BACKGROUND: In some cases, single-stage or delayed amygdalohippocampectomy (AHE) can be used for effective treatment of epileptic syndrome upon resection of temporal lobe cavernomas. The efficacy of AHE in treatment of temporal epilepsies is proved in general; however, the indications for surgery in patients with cavernomas are not developed.

OBJECTIVE: The study objective was to evaluate the efficacy and safety AHE in the treatment of epilepsy in patients with temporal lobe cavernomas and to define the indications for surgery.

MATERIAL AND METHODS: Of 14 patients with temporal lobe cavernomas, which manifested as epileptic seizures, 10 patients underwent selective AHE, and 4 patients underwent anteromedial temporal lobectomy. In 12 cases, AHE was performed simultaneously with cavernoma resection. Delayed AHE was carried out in 2 cases. All patients underwent preoperative MRI and EEG. Preoperative video-EEG monitoring was performed in 3 cases.

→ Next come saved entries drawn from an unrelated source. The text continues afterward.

//! Idempotent device registration.

use std::sync::Arc;

use fleetbeat_common::NodePaths;
use tracing::{debug, info, warn};

use crate::error::{StoreError, StoreResult};
use crate::store::{CoordinationClient, CreateMode};

/// Value written into namespace and device nodes, which carry no data.
pub const PLACEHOLDER: &[u8] = b"nothing";

/// Makes sure the namespace root and a device's node exist.
#[derive(Clone)]
pub struct DeviceRegistry {
    store: Arc<dyn CoordinationClient>,
    paths: NodePaths,
}

impl DeviceRegistry {
    pub fn new(store: Arc<dyn CoordinationClient>, paths: NodePaths) -> Self {
        Self { store, paths }
    }

    pub fn paths(&self) -> &NodePaths {
        &self.paths
    }

    /// Register a device, returning whether its node already existed.
    ///
    /// Best-effort: store failures are logged and reported as "not existing",
    /// callers proceed either way.
    pub async fn register(&self, device_name: &str) -> bool {
        self.try_register(device_name).await.unwrap_or(false)
    }

    /// Register a device, failing unless both the root and the device node
    /// are confirmed to exist afterwards.
    pub async fn try_register(&self, device_name: &str) -> StoreResult<bool> {
        self.ensure(&self.paths.root()).await?;
        let existed = self.ensure(&self.paths.device(device_name)).await?;

        if existed {
            debug!(device = %device_name, "Device already registered");
        } else {
            info!(device = %device_name, "Device registered");
        }
        Ok(existed)
    }

    async fn ensure(&self, path: &str) -> StoreResult<bool> {
        match self.store.exists(path).await {
            Err(e) => {
                warn!(path = %path, error = %e, "Error checking node");
                Err(e)
            }
            Ok(Some(_)) => Ok(true),
            Ok(None) => match self
                .store
                .create(path, PLACEHOLDER, CreateMode::Persistent)
                .await
            {
                Ok(_) => Ok(false),
                // Another registrar won the race.
                Err(StoreError::NodeExists { .. }) => Ok(true),
                Err(e) => {
                    warn!(path = %path, error = %e, "Failed to create node");
                    Err(e)
                }
            },
        }
    }
}

#[cfg(test)]
mod tests {
    use super::*;
    use crate::store::MemoryStore;

    fn setup() -> (Arc<MemoryStore>, DeviceRegistry) {
        let store = Arc::new(MemoryStore::new());
        let registry = DeviceRegistry::new(store.clone(), NodePaths::new("heartbeats"));
        (store, registry)
    }

    #[tokio::test]
    async fn test_register_twice() {
        let (store, registry) = setup();

        assert!(!registry.register("edge-01").await);
        assert!(registry.register("edge-01").await);

        assert_eq!(store.paths(), vec!["/heartbeats", "/heartbeats/edge-01"]);
        assert_eq!(store.value("/heartbeats/edge-01").as_deref(), Some("nothing"));
    }

    #[tokio::test]
    async fn test_register_second_device_reuses_root() {
        let (store, registry) = setup();

        registry.register("edge-01").await;
        assert!(!registry.register("edge-02").await);
        assert_eq!(store.len(), 3);
    }

    #[tokio::test]
    async fn test_register_offline_is_best_effort() {
        let (store, registry) = setup();
        store.set_offline(true);

        assert!(!registry.register("edge-01").await);

        store.set_offline(false);
        assert!(store.is_empty());
        assert!(!registry.register("edge-01").await);
        assert_eq!(store.len(), 2);
    }

    #[tokio::test]
    async fn test_try_register_reports_outage() {
        let (store, registry) = setup();
        store.set_offline(true);

        assert!(registry.try_register("edge-01").await.is_err());

        store.set_offline(false);
        assert!(!registry.try_register("edge-01").await.unwrap());
        assert!(registry.try_register("edge-01").await.unwrap());
    }
}
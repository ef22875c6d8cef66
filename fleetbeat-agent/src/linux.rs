//! CPU and memory readings from procfs.
//!
//! CPU usage is cumulative since boot: the first five fields of the aggregate
//! `cpu` line in `/proc/stat` (user, nice, system, idle, iowait), where
//! used = sum - idle and total = sum. Memory is read from `/proc/meminfo`.

use crate::stats::{StatError, Usage};

/// Busy/total ticks from the aggregate CPU counters.
pub fn cpu_usage_from_ticks(user: u64, nice: u64, system: u64, idle: u64, iowait: u64) -> Usage {
    let total = user
        .saturating_add(nice)
        .saturating_add(system)
        .saturating_add(idle)
        .saturating_add(iowait);
    let used = total.saturating_sub(idle);
    Usage::new(used as f64, total as f64)
}

/// Used/total memory in bytes. A missing `MemAvailable` falls back to
/// `MemFree`.
pub fn memory_usage_from(total: u64, available: Option<u64>, free: u64) -> Usage {
    let available = available.unwrap_or(free).min(total);
    Usage::new((total - available) as f64, total as f64)
}

#[cfg(target_os = "linux")]
mod imp {
    use procfs::{Current, CurrentSI};

    use super::{cpu_usage_from_ticks, memory_usage_from};
    use crate::stats::{StatError, Usage};

    pub fn cpu_usage() -> Result<Usage, StatError> {
        let stat =
            procfs::KernelStats::current().map_err(|e| StatError::Procfs(e.to_string()))?;
        let cpu = &stat.total;
        Ok(cpu_usage_from_ticks(
            cpu.user,
            cpu.nice,
            cpu.system,
            cpu.idle,
            cpu.iowait.unwrap_or(0),
        ))
    }

    pub fn memory() -> Result<Usage, StatError> {
        let info = procfs::Meminfo::current().map_err(|e| StatError::Procfs(e.to_string()))?;
        Ok(memory_usage_from(
            info.mem_total,
            info.mem_available,
            info.mem_free,
        ))
    }

    pub fn cpu_cores() -> u32 {
        match procfs::KernelStats::current() {
            Ok(stat) if !stat.cpu_time.is_empty() => stat.cpu_time.len() as u32,
            _ => super::fallback_cores(),
        }
    }
}

#[cfg(not(target_os = "linux"))]
mod imp {
    use crate::stats::{StatError, Usage};

    pub fn cpu_usage() -> Result<Usage, StatError> {
        Err(StatError::Unsupported("CPU usage"))
    }

    pub fn memory() -> Result<Usage, StatError> {
        Err(StatError::Unsupported("memory usage"))
    }

    pub fn cpu_cores() -> u32 {
        super::fallback_cores()
    }
}

fn fallback_cores() -> u32 {
    std::thread::available_parallelism()
        .map(|n| n.get() as u32)
        .unwrap_or(1)
}

/// Aggregate CPU usage since boot.
pub fn cpu_usage() -> Result<Usage, StatError> {
    imp::cpu_usage()
}

/// Memory usage in bytes.
pub fn memory() -> Result<Usage, StatError> {
    imp::memory()
}

/// Number of CPUs listed in `/proc/stat`.
pub fn cpu_cores() -> u32 {
    imp::cpu_cores()
}
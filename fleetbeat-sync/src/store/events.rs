use tokio::task::JoinHandle;
use tracing::{info, warn};

use super::{StoreEvent, StoreEvents};

/// Drain a store's health notifications in the background, logging each one.
///
/// The task ends when the store client is dropped.
pub fn spawn_event_listener(mut events: StoreEvents) -> JoinHandle<()> {
    tokio::spawn(async move {
        while let Some(event) = events.recv().await {
            match event {
                StoreEvent::Connected => info!("Coordination store reachable"),
                StoreEvent::Disconnected { reason } => {
                    warn!(reason = %reason, "Coordination store unreachable")
                }
            }
        }
    })
}
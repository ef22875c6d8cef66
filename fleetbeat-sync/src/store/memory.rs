//! In-process coordination store.

use std::collections::BTreeMap;
use std::sync::atomic::{AtomicBool, Ordering};

use async_trait::async_trait;
use fleetbeat_common::paths::parent;
use parking_lot::{Mutex, RwLock};
use tokio::sync::mpsc;

use super::{CoordinationClient, CreateMode, NodeStat, StoreEvent, StoreEvents, Version};
use crate::error::{StoreError, StoreResult};

#[derive(Debug, Clone)]
struct Node {
    data: Vec<u8>,
    stat: NodeStat,
}

/// A store call as seen by [`MemoryStore`], in arrival order.
#[derive(Debug, Clone, PartialEq, Eq)]
pub enum Operation {
    Exists(String),
    Create(String, CreateMode),
    Set(String, Version),
    Get(String),
    Children(String),
}

/// Linearizable in-memory store.
///
/// Every call is applied under one lock, so conditional creates and
/// version-checked sets behave like a single-server coordination service.
/// Calls are journaled for inspection, and the store can be switched
/// offline to simulate connection loss.
#[derive(Debug, Default)]
pub struct MemoryStore {
    nodes: RwLock<BTreeMap<String, Node>>,
    journal: Mutex<Vec<Operation>>,
    offline: AtomicBool,
    events: Option<mpsc::UnboundedSender<StoreEvent>>,
}

impl MemoryStore {
    /// Create an empty store.
    pub fn new() -> Self {
        Self::default()
    }

    /// Create an empty store that reports health transitions.
    pub fn with_events() -> (Self, StoreEvents) {
        let (tx, rx) = mpsc::unbounded_channel();
        let store = Self {
            events: Some(tx),
            ..Self::default()
        };
        (store, rx)
    }

    /// Simulate losing (or regaining) the store connection.
    pub fn set_offline(&self, offline: bool) {
        let was = self.offline.swap(offline, Ordering::SeqCst);
        if was == offline {
            return;
        }
        let event = if offline {
            StoreEvent::Disconnected {
                reason: "connection lost".to_string(),
            }
        } else {
            StoreEvent::Connected
        };
        if let Some(tx) = &self.events {
            let _ = tx.send(event);
        }
    }

    /// Calls received so far.
    pub fn journal(&self) -> Vec<Operation> {
        self.journal.lock().clone()
    }

    /// Forget recorded calls.
    pub fn clear_journal(&self) {
        self.journal.lock().clear();
    }

    /// Number of stored nodes.
    pub fn len(&self) -> usize {
        self.nodes.read().len()
    }

    /// Whether the store holds no nodes.
    pub fn is_empty(&self) -> bool {
        self.nodes.read().is_empty()
    }

    /// All node paths, sorted.
    pub fn paths(&self) -> Vec<String> {
        self.nodes.read().keys().cloned().collect()
    }

    /// A node's value as text, if present.
    pub fn value(&self, path: &str) -> Option<String> {
        self.nodes
            .read()
            .get(path)
            .map(|n| String::from_utf8_lossy(&n.data).into_owned())
    }

    fn record(&self, op: Operation) -> StoreResult<()> {
        self.journal.lock().push(op);
        if self.offline.load(Ordering::SeqCst) {
            return Err(StoreError::backend("connection lost"));
        }
        Ok(())
    }
}

fn now_millis() -> i64 {
    chrono::Utc::now().timestamp_millis()
}

#[async_trait]
impl CoordinationClient for MemoryStore {
    async fn exists(&self, path: &str) -> StoreResult<Option<NodeStat>> {
        self.record(Operation::Exists(path.to_string()))?;
        Ok(self.nodes.read().get(path).map(|n| n.stat))
    }

    async fn create(&self, path: &str, data: &[u8], mode: CreateMode) -> StoreResult<String> {
        self.record(Operation::Create(path.to_string(), mode))?;

        let mut nodes = self.nodes.write();
        if nodes.contains_key(path) {
            return Err(StoreError::NodeExists {
                path: path.to_string(),
            });
        }
        if let Some(parent) = parent(path) {
            if !nodes.contains_key(parent) {
                return Err(StoreError::NoNode {
                    path: parent.to_string(),
                });
            }
        }

        let now = now_millis();
        nodes.insert(
            path.to_string(),
            Node {
                data: data.to_vec(),
                stat: NodeStat {
                    version: 0,
                    ephemeral: mode == CreateMode::Ephemeral,
                    created_at: now,
                    modified_at: now,
                },
            },
        );
        Ok(path.to_string())
    }

    async fn set(&self, path: &str, data: &[u8], version: Version) -> StoreResult<NodeStat> {
        self.record(Operation::Set(path.to_string(), version))?;

        let mut nodes = self.nodes.write();
        let node = nodes.get_mut(path).ok_or_else(|| StoreError::NoNode {
            path: path.to_string(),
        })?;

        if !version.matches(node.stat.version) {
            return Err(StoreError::BadVersion {
                path: path.to_string(),
                expected: match version {
                    Version::Exact(v) => v,
                    Version::Any => -1,
                },
                actual: node.stat.version,
            });
        }

        node.data = data.to_vec();
        node.stat.version += 1;
        node.stat.modified_at = now_millis();
        Ok(node.stat)
    }

    async fn get(&self, path: &str) -> StoreResult<(Vec<u8>, NodeStat)> {
        self.record(Operation::Get(path.to_string()))?;
        self.nodes
            .read()
            .get(path)
            .map(|n| (n.data.clone(), n.stat))
            .ok_or_else(|| StoreError::NoNode {
                path: path.to_string(),
            })
    }

    async fn children(&self, path: &str) -> StoreResult<Vec<String>> {
        self.record(Operation::Children(path.to_string()))?;

        let nodes = self.nodes.read();
        if !nodes.contains_key(path) {
            return Err(StoreError::NoNode {
                path: path.to_string(),
            });
        }

        let prefix = format!("{}/", path);
        Ok(nodes
            .range(prefix.clone()..)
            .take_while(|(k, _)| k.starts_with(&prefix))
            .filter_map(|(k, _)| {
                let rest = &k[prefix.len()..];
                (!rest.contains('/')).then(|| rest.to_string())
            })
            .collect())
    }
}

#[cfg(test)]
mod tests {
    use super::*;

    #[tokio::test]
    async fn test_create_and_get() {
        let store = MemoryStore::new();
        store
            .create("/heartbeats", b"nothing", CreateMode::Persistent)
            .await
            .unwrap();

        let (data, stat) = store.get("/heartbeats").await.unwrap();
        assert_eq!(data, b"nothing");
        assert_eq!(stat.version, 0);
        assert!(!stat.ephemeral);
    }

    #[tokio::test]
    async fn test_create_requires_parent() {
        let store = MemoryStore::new();
        let err = store
            .create("/heartbeats/edge-01", b"nothing", CreateMode::Persistent)
            .await
            .unwrap_err();
        assert_eq!(
            err,
            StoreError::NoNode {
                path: "/heartbeats".to_string()
            }
        );
    }

    #[tokio::test]
    async fn test_create_twice_fails() {
        let store = MemoryStore::new();
        store.create("/a", b"1", CreateMode::Persistent).await.unwrap();
        let err = store
            .create("/a", b"2", CreateMode::Persistent)
            .await
            .unwrap_err();
        assert!(matches!(err, StoreError::NodeExists { .. }));
        assert_eq!(store.value("/a").as_deref(), Some("1"));
    }

    #[tokio::test]
    async fn test_set_bumps_version() {
        let store = MemoryStore::new();
        store.create("/a", b"1", CreateMode::Ephemeral).await.unwrap();

        let stat = store.set("/a", b"2", Version::Any).await.unwrap();
        assert_eq!(stat.version, 1);
        assert!(stat.ephemeral);

        let stat = store.set("/a", b"3", Version::Exact(1)).await.unwrap();
        assert_eq!(stat.version, 2);
        assert_eq!(store.value("/a").as_deref(), Some("3"));
    }

    #[tokio::test]
    async fn test_set_version_mismatch() {
        let store = MemoryStore::new();
        store.create("/a", b"1", CreateMode::Persistent).await.unwrap();

        let err = store.set("/a", b"2", Version::Exact(5)).await.unwrap_err();
        assert_eq!(
            err,
            StoreError::BadVersion {
                path: "/a".to_string(),
                expected: 5,
                actual: 0
            }
        );
        assert_eq!(store.value("/a").as_deref(), Some("1"));
    }

    #[tokio::test]
    async fn test_set_missing_node() {
        let store = MemoryStore::new();
        let err = store.set("/missing", b"x", Version::Any).await.unwrap_err();
        assert!(matches!(err, StoreError::NoNode { .. }));
    }

    #[tokio::test]
    async fn test_children() {
        let store = MemoryStore::new();
        store.create("/r", b"", CreateMode::Persistent).await.unwrap();
        store.create("/r/b", b"", CreateMode::Persistent).await.unwrap();
        store.create("/r/a", b"", CreateMode::Persistent).await.unwrap();
        store.create("/r/a/cpu", b"", CreateMode::Persistent).await.unwrap();
        store.create("/rx", b"", CreateMode::Persistent).await.unwrap();

        assert_eq!(store.children("/r").await.unwrap(), vec!["a", "b"]);
        assert_eq!(store.children("/r/a").await.unwrap(), vec!["cpu"]);
        assert!(store.children("/nope").await.is_err());
    }

    #[tokio::test]
    async fn test_offline_store_fails_and_reports() {
        let (store, mut events) = MemoryStore::with_events();

        store.set_offline(true);
        let err = store.exists("/a").await.unwrap_err();
        assert!(err.is_connectivity());

        store.set_offline(false);
        assert!(store.exists("/a").await.unwrap().is_none());

        assert!(matches!(
            events.recv().await,
            Some(StoreEvent::Disconnected { .. })
        ));
        assert_eq!(events.recv().await, Some(StoreEvent::Connected));
    }

    #[tokio::test]
    async fn test_journal_records_calls() {
        let store = MemoryStore::new();
        let _ = store.exists("/a").await;
        store.create("/a", b"", CreateMode::Persistent).await.unwrap();
        store.set("/a", b"x", Version::Exact(0)).await.unwrap();

        assert_eq!(
            store.journal(),
            vec![
                Operation::Exists("/a".to_string()),
                Operation::Create("/a".to_string(), CreateMode::Persistent),
                Operation::Set("/a".to_string(), Version::Exact(0)),
            ]
        );

        store.clear_journal();
        assert!(store.journal().is_empty());
    }
}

The duration of postoperative follow-up was at least 1 year (mean follow-up was 3.3 years).

RESULTS: Improvement in the epileptic syndrome was observed in all patients. In the postoperative period, 7 patients had no seizures (Engel class IA); of them, 3 patients discontinued anticonvulsants. The surgery outcome depended on the disease duration. Significant postoperative complications in the form of reversible hemiparesis were observed in 1 case.

CONCLUSION: Amygdalohippocampectomy is highly efficient in treatment of severe forms of epilepsy in patients with temporal lobe cavernomas. In the case of long history of typical temporal seizures and pharmacoresistant epilepsy, AHE can be performed simultaneously with cavernoma resection.